A CHIPPENDALE CARVED MAHOGANY SIDE CHAIR
A CHIPPENDALE CARVED MAHOGANY SIDE CHAIR

CARVING ATTRIBUTED TO JOHN POLLARD (1740-1787), PHILADELPHIA, 1765-1780

Details
A CHIPPENDALE CARVED MAHOGANY SIDE CHAIR
Carving attributed to John Pollard (1740-1787), Philadelphia, 1765-1780
Rear rail marked V; slip-seat frame marked III.
37 1/8 in. high
Provenance
Joe Kindig, Jr. & Son, York, Pennsylvania, circa 1951
Dr. Paul de Long, Redding, Pennsylvania
Benjamin Ginsburg, New York
Christie's New York, The Contents of Benjamin Ginsburg Antiquary, October, 15, 1983, lot 711
Purchased from John Walton, Inc., Jewett City, Connecticut, 1983
Literature
Joe Kindig, Jr. & Son, advertisement, The Magazine Antiques (February 1951), inside front cover.
Benjamin Ginsburg Antiquary, advertisement, The Magazine Antiques (August 1982), p. 213.
Patricia E. Kane, "Living with Antiques: A Saint Louis couple collects," The Magazine Antiques (May 2002), p. 114, pl. VI.

Lot Essay

Carved by one of Philadelphia's most accomplished carvers of the era, this side chair is an exceptional survival of the City's Rococo style. The carved ornament is attributed to John Pollard (1740-1787) based on similarities in design and execution to other examples attributed to his hand. The acanthus-leaves, bellflowers and pendant beads are distinctive and rendered with a distinctive robust quality; virtually identical details are seen on several Pollard-attributed forms, including chairs made for John Cadwalader, Charles Thomson, and the Wistar family (see Christie's New York, Property Deaccessioned from Stratford Hall Plantation, December 4, 2003, lot 2; Oswaldo Rodriguez Roque, American Furniture at Chipstone (Madison, WI, 1984), cat. 63, pp. 144-145; Christie's New York, Property from the Collection of Mrs. J. Insley Blair, January 21, 2006, lot 535). Trained in London, John Pollard had arrived in Philadelphia by 1765, when the cabinetmaker Benjamin Randolph (1721-1791) recorded a payment for Pollard's rent in his receipt book. Along with Hercules Courtenay, Pollard worked in Randolph's shop during the late 1760s and by 1773, he had set up his own business in partnership with Richard Butts (Philadelphia: Three Centuries of American Art (Philadelphia: Philadelphia Museum of Art, 1976), p. 114). Although lacking the carved embellishments, a chair labeled by Randolph bears the same overall splat design (Samuel W. Woodhouse, Jr., "More About Benjamin Randolph," The Magazine Antiques (January 1930), p. 24, fig. 5). This pattern was undoubtedly used by competing cabinetmakers, but with its carver's known employment in the shop, this chair may very well have been made by Benjamin Randolph.
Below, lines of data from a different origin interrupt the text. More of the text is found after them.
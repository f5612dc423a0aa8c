use super::{JsonDbError, Result};
use serde::{Deserialize, Serialize};
use serde_json::{Map, Value};
use uuid::Uuid;

/// Name of the mandatory identity field.
pub const ID_FIELD: &str = "id";

/// A loosely typed document. Every persisted record carries a string `id`.
#[derive(Debug, Clone, Default, PartialEq, Serialize, Deserialize)]
#[serde(transparent)]
pub struct Record(Map<String, Value>);

impl Record {
    pub fn new() -> Self {
        Self(Map::new())
    }

    /// Build a record from an arbitrary JSON value, which must be an object.
    pub fn from_value(value: Value) -> Result<Self> {
        match value {
            Value::Object(map) => Ok(Self(map)),
            other => Err(JsonDbError::InvalidRecord(format!(
                "expected a JSON object, got {}",
                type_name(&other)
            ))),
        }
    }

    pub fn with(mut self, field: impl Into<String>, value: impl Into<Value>) -> Self {
        self.0.insert(field.into(), value.into());
        self
    }

    /// The record id. Empty strings count as absent.
    pub fn id(&self) -> Option<&str> {
        match self.0.get(ID_FIELD) {
            Some(Value::String(id)) if !id.is_empty() => Some(id),
            _ => None,
        }
    }

    /// Returns the existing id, assigning a fresh one when none is set.
    ///
    /// Fails when `id` holds something other than a string.
    pub fn ensure_id(&mut self) -> Result<String> {
        match self.0.get(ID_FIELD) {
            Some(Value::String(id)) if !id.is_empty() => return Ok(id.clone()),
            None | Some(Value::Null) | Some(Value::String(_)) => {}
            Some(other) => {
                return Err(JsonDbError::InvalidRecord(format!(
                    "field 'id' must be a string, got {}",
                    type_name(other)
                )));
            }
        }
        let id = generate_id();
        self.0.insert(ID_FIELD.to_string(), Value::String(id.clone()));
        Ok(id)
    }

    pub fn get(&self, field: &str) -> Option<&Value> {
        self.0.get(field)
    }

    pub fn get_mut(&mut self, field: &str) -> Option<&mut Value> {
        self.0.get_mut(field)
    }

    pub fn insert(&mut self, field: impl Into<String>, value: impl Into<Value>) -> Option<Value> {
        self.0.insert(field.into(), value.into())
    }

    pub fn contains(&self, field: &str) -> bool {
        self.0.contains_key(field)
    }

    pub fn fields(&self) -> impl Iterator<Item = (&String, &Value)> {
        self.0.iter()
    }

    pub fn len(&self) -> usize {
        self.0.len()
    }

    pub fn is_empty(&self) -> bool {
        self.0.is_empty()
    }

    /// Overwrites fields that already exist on this record. Keys that are
    /// absent here are ignored, so a patch never grows the record.
    /// Returns whether any field was written.
    pub fn apply_patch(&mut self, patch: &Map<String, Value>) -> bool {
        let mut touched = false;
        for (key, value) in patch {
            if key == ID_FIELD {
                continue;
            }
            if let Some(slot) = self.0.get_mut(key) {
                *slot = value.clone();
                touched = true;
            }
        }
        touched
    }

    /// New record holding `id` plus whichever of `fields` are present.
    pub fn project(&self, fields: &[String]) -> Record {
        let mut out = Map::new();
        if let Some(id) = self.0.get(ID_FIELD) {
            out.insert(ID_FIELD.to_string(), id.clone());
        }
        for field in fields {
            if let Some(value) = self.0.get(field) {
                out.insert(field.clone(), value.clone());
            }
        }
        Record(out)
    }

    pub fn as_map(&self) -> &Map<String, Value> {
        &self.0
    }

    pub fn into_value(self) -> Value {
        Value::Object(self.0)
    }
}

impl From<Map<String, Value>> for Record {
    fn from(map: Map<String, Value>) -> Self {
        Self(map)
    }
}

impl TryFrom<Value> for Record {
    type Error = JsonDbError;

    fn try_from(value: Value) -> Result<Self> {
        Self::from_value(value)
    }
}

/// Random v4 UUID in canonical `8-4-4-4-12` lowercase hex form.
pub fn generate_id() -> String {
    Uuid::new_v4().to_string()
}

pub(crate) fn type_name(value: &Value) -> &'static str {
    match value {
        Value::Null => "null",
        Value::Bool(_) => "boolean",
        Value::Number(_) => "number",
        Value::String(_) => "string",
        Value::Array(_) => "array",
        Value::Object(_) => "object",
    }
}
Displaying the same overall design and combination of carved ornament, at least three other chairs from this set are known. Two, marked II and III are in the collection of the Honolulu Academy of Arts and a third is in the collection of the J.B. Speed Art Museum in Louisville, Kentucky (see James F. Jensen, "Eighteenth- and early nineteenth-century American furniture at the Honolulu Academy of Arts," The Magazine Antiques (May 1978), p. 1091, fig. 11; Winterthur Library, Decorative Arts Photographic Collection (DAPC), no. 96.216). Another chair from this set, or possibly a duplicate reference, is illustrated in Israel Sack Inc., American Antiques from Israel Sack Collection, vol. V, p. 1168, P3925.